● EXERCISE AIM:
Please work out how many lines below contain the word "push", and reply with only that number.

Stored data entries
============

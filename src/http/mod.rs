//! HTTP engine glue.
//!
//! # Data Flow
//! ```text
//! TCP connection (tokio listener, axum serve)
//!     → server.rs layers: trace → request ID → CORS → timeout → body limit
//!     → security filter (when a security block is configured)
//!     → server.rs dispatch: RouteTable match, codec check (415), handler call
//!     → handler builds response.rs ServerResponse (JSON, text, template.rs HTML)
//!     → Send to client
//!
//! Outbound:
//!     client.rs WebClient (configured reqwest client, registered as a bean)
//! ```

pub mod client;
pub mod codec;
pub mod cors;
pub mod request;
pub mod response;
pub mod server;
pub mod template;

pub use client::WebClient;
pub use codec::{CodecError, Codecs};
pub use request::{RequestExt, RequestIdLayer, X_REQUEST_ID};
pub use response::{ResponseBuilder, ServerResponse};
pub use server::HttpServer;
pub use template::{TemplateEngine, TemplateError};
//! Bean definitions and the `beans { }` registration DSL.

use std::any::{type_name, Any, TypeId};
use std::fmt;
use std::sync::Arc;

use crate::context::container::ApplicationContext;

/// Error type returned by bean factories and listeners.
pub type BoxError = Box<dyn std::error::Error + Send + Sync>;

pub(crate) type SharedBean = Arc<dyn Any + Send + Sync>;

type Factory = dyn Fn(&ApplicationContext) -> Result<SharedBean, BoxError> + Send + Sync;

/// Failures while registering or constructing beans.
#[derive(Debug, thiserror::Error)]
pub enum BeanError {
    #[error("bean `{name}` is defined more than once")]
    DuplicateBean { name: String },

    #[error("bean `{bean}` depends on `{dependency}`, which is not defined")]
    UnresolvedDependency { bean: String, dependency: String },

    #[error("cyclic bean dependency: {}", .chain.join(" -> "))]
    CyclicDependency { chain: Vec<String> },

    #[error("expected a single bean of type `{type_name}` but found {}: {}", .candidates.len(), .candidates.join(", "))]
    NoUniqueBean {
        type_name: &'static str,
        candidates: Vec<String>,
    },

    #[error("bean `{name}` is not of type `{expected}`")]
    TypeMismatch { name: String, expected: &'static str },

    #[error("failed to create bean `{name}`: {source}")]
    Creation {
        name: String,
        #[source]
        source: BoxError,
    },
}

/// A declared dependency on another bean, by type and optionally by name.
#[derive(Debug, Clone, PartialEq, Eq, Hash)]
pub struct Dependency {
    pub(crate) type_id: TypeId,
    pub(crate) type_name: &'static str,
    pub(crate) name: Option<String>,
}

impl Dependency {
    pub fn of<T: Any>() -> Self {
        Self {
            type_id: TypeId::of::<T>(),
            type_name: type_name::<T>(),
            name: None,
        }
    }

    pub fn named<T: Any>(name: impl Into<String>) -> Self {
        Self {
            name: Some(name.into()),
            ..Self::of::<T>()
        }
    }

    /// Name or type used in error messages.
    pub fn describe(&self) -> &str {
        self.name.as_deref().unwrap_or(self.type_name)
    }
}

/// A deferred bean registration: type, name, declared dependencies, factory.
#[derive(Clone)]
pub struct BeanDefinition {
    name: String,
    type_id: TypeId,
    type_name: &'static str,
    dependencies: Vec<Dependency>,
    factory: Arc<Factory>,
}

impl BeanDefinition {
    /// Define a bean built by `factory` the first time it is referenced.
    ///
    /// The default name is the type name.
    pub fn new<T, F>(factory: F) -> Self
    where
        T: Send + Sync + 'static,
        F: Fn(&ApplicationContext) -> Result<T, BoxError> + Send + Sync + 'static,
    {
        Self {
            name: type_name::<T>().to_string(),
            type_id: TypeId::of::<T>(),
            type_name: type_name::<T>(),
            dependencies: Vec::new(),
            factory: Arc::new(move |ctx: &ApplicationContext| factory(ctx).map(|bean| Arc::new(bean) as SharedBean)),
        }
    }

    /// Define a bean from an already constructed value.
    pub fn instance<T: Send + Sync + 'static>(value: T) -> Self {
        let shared: SharedBean = Arc::new(value);
        Self {
            name: type_name::<T>().to_string(),
            type_id: TypeId::of::<T>(),
            type_name: type_name::<T>(),
            dependencies: Vec::new(),
            factory: Arc::new(move |_ctx: &ApplicationContext| Ok(shared.clone())),
        }
    }

    pub fn with_name(mut self, name: impl Into<String>) -> Self {
        self.name = name.into();
        self
    }

    pub fn depends_on(mut self, dependency: Dependency) -> Self {
        self.dependencies.push(dependency);
        self
    }

    pub fn name(&self) -> &str {
        &self.name
    }

    pub fn type_id(&self) -> TypeId {
        self.type_id
    }

    pub fn type_name(&self) -> &'static str {
        self.type_name
    }

    pub fn dependencies(&self) -> &[Dependency] {
        &self.dependencies
    }

    pub(crate) fn create(&self, ctx: &ApplicationContext) -> Result<SharedBean, BoxError> {
        (self.factory)(ctx)
    }
}

impl fmt::Debug for BeanDefinition {
    fn fmt(&self, f: &mut fmt::Formatter<'_>) -> fmt::Result {
        f.debug_struct("BeanDefinition")
            .field("name", &self.name)
            .field("type_name", &self.type_name)
            .field("dependencies", &self.dependencies)
            .finish()
    }
}

/// Receiver of the `beans { }` block.
#[derive(Debug, Default)]
pub struct BeansDsl {
    definitions: Vec<BeanDefinition>,
}

impl BeansDsl {
    pub fn new() -> Self {
        Self::default()
    }

    /// Register a lazily constructed bean.
    ///
    /// ```ignore
    /// beans.bean(|ctx| Ok(HtmlHandler::new(ctx.get()?, ctx.get()?)))
    ///     .depends_on::<UserRepository>()
    ///     .depends_on::<ArticleRepository>();
    /// ```
    pub fn bean<T, F>(&mut self, factory: F) -> BeanRegistration<'_>
    where
        T: Send + Sync + 'static,
        F: Fn(&ApplicationContext) -> Result<T, BoxError> + Send + Sync + 'static,
    {
        self.register(BeanDefinition::new(factory))
    }

    /// Register a bean from a ready value.
    pub fn instance<T: Send + Sync + 'static>(&mut self, value: T) -> BeanRegistration<'_> {
        self.register(BeanDefinition::instance(value))
    }

    pub fn register(&mut self, definition: BeanDefinition) -> BeanRegistration<'_> {
        self.definitions.push(definition);
        let index = self.definitions.len() - 1;
        BeanRegistration {
            definition: &mut self.definitions[index],
        }
    }

    pub(crate) fn into_definitions(self) -> Vec<BeanDefinition> {
        self.definitions
    }
}

/// Handle to refine the most recent registration.
pub struct BeanRegistration<'a> {
    definition: &'a mut BeanDefinition,
}

impl BeanRegistration<'_> {
    pub fn named(self, name: impl Into<String>) -> Self {
        self.definition.name = name.into();
        self
    }

    pub fn depends_on<D: Any>(self) -> Self {
        self.definition.dependencies.push(Dependency::of::<D>());
        self
    }

    pub fn depends_on_named<D: Any>(self, name: impl Into<String>) -> Self {
        self.definition.dependencies.push(Dependency::named::<D>(name));
        self
    }
}

#[cfg(test)]
mod tests {
    use super::*;

    struct Repo;

    #[test]
    fn test_default_name_is_type_name() {
        let def = BeanDefinition::instance(Repo);
        assert_eq!(def.name(), type_name::<Repo>());
        assert_eq!(def.type_id(), TypeId::of::<Repo>());
    }

    #[test]
    fn test_registration_refines_last_definition() {
        let mut beans = BeansDsl::new();
        beans.instance(1u32);
        beans
            .bean(|_ctx| Ok(Repo))
            .named("repo")
            .depends_on::<u32>();

        let defs = beans.into_definitions();
        assert_eq!(defs.len(), 2);
        assert_eq!(defs[1].name(), "repo");
        assert_eq!(defs[1].dependencies(), &[Dependency::of::<u32>()]);
        assert!(defs[0].dependencies().is_empty());
    }
}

============

● RESULT OF THIS EXERCISE:
4